About this task
Where a line of the material contains the string "root", copy that line.
====== Data extract
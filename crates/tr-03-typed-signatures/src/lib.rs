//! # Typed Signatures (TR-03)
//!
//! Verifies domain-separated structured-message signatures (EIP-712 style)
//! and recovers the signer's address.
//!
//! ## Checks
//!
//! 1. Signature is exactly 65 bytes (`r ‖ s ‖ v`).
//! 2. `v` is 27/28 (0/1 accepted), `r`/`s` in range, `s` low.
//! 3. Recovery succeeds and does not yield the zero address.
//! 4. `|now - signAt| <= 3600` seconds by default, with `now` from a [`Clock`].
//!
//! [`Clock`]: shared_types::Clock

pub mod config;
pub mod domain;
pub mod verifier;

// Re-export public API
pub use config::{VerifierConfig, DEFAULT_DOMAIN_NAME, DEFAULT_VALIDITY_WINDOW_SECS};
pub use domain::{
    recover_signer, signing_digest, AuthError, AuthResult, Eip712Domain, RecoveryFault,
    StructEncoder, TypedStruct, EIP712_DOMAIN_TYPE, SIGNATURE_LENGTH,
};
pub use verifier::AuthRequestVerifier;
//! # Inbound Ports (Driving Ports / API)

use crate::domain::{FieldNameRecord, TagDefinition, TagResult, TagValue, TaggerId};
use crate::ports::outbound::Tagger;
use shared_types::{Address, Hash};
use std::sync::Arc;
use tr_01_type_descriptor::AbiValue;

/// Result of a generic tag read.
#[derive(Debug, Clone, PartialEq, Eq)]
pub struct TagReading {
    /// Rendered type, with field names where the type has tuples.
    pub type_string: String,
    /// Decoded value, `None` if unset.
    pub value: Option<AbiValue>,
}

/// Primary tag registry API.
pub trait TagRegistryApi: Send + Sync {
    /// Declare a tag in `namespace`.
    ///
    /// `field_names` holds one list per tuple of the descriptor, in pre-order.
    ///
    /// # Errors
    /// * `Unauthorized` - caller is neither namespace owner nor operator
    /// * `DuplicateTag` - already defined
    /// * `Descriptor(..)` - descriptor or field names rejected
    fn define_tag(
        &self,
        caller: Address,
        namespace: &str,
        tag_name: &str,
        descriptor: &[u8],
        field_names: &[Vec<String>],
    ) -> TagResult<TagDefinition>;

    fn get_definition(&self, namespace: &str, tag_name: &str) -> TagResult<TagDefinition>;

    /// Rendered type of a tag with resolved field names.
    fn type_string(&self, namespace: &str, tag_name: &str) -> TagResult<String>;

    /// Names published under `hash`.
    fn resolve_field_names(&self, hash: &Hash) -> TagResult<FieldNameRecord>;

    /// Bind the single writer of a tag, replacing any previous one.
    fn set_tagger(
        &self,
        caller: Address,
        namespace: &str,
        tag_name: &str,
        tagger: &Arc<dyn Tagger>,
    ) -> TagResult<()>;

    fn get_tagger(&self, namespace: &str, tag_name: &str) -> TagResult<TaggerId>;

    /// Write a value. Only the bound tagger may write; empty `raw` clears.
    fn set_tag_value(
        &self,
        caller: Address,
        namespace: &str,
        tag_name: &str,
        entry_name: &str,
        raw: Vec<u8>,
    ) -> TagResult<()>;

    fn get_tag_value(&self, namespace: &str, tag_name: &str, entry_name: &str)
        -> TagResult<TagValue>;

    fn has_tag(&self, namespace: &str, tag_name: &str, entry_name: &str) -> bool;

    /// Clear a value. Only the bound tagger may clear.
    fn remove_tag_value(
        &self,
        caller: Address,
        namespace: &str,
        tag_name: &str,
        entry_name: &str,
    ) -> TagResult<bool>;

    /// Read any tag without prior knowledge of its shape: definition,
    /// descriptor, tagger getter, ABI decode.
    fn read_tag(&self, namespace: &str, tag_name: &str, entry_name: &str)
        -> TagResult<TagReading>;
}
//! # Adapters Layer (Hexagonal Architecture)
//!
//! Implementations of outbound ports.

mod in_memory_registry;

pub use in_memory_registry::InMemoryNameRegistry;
============
====== Data extract
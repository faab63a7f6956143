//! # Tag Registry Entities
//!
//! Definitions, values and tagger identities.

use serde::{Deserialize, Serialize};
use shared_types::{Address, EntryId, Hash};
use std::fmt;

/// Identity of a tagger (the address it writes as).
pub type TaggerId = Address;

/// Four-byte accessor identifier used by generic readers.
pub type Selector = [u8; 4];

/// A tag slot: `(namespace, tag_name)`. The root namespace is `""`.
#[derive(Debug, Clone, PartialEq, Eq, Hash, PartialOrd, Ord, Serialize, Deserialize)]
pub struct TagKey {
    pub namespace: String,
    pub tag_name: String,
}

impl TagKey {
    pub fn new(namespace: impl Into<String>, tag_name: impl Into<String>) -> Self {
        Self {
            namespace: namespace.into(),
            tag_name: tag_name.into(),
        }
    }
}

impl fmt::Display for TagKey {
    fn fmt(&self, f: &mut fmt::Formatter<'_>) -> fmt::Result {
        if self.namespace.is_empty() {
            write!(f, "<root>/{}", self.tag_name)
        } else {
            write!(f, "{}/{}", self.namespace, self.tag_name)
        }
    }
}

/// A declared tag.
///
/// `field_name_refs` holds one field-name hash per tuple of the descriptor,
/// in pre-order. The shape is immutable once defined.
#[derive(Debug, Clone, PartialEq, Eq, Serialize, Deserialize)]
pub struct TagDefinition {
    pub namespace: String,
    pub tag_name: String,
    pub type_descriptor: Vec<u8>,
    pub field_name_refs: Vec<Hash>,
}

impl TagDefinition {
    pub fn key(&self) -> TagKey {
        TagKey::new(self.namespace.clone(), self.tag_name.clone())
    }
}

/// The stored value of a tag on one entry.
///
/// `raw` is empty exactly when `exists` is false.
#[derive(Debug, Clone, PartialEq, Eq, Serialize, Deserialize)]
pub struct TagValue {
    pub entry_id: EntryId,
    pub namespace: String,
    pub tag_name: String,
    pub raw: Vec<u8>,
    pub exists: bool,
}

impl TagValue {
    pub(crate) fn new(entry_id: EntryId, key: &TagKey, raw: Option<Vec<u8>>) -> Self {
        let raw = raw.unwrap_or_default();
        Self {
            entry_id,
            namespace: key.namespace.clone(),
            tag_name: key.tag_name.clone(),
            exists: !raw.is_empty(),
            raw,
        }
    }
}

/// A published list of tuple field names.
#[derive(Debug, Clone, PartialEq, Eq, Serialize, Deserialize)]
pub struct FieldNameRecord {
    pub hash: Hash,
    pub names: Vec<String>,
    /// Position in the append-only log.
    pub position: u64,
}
============
Solved problem
/// A tag slot: `(namespace, tag_name)`. The root namespace is `""`.
            write!(f, "<root>/{}", self.tag_name)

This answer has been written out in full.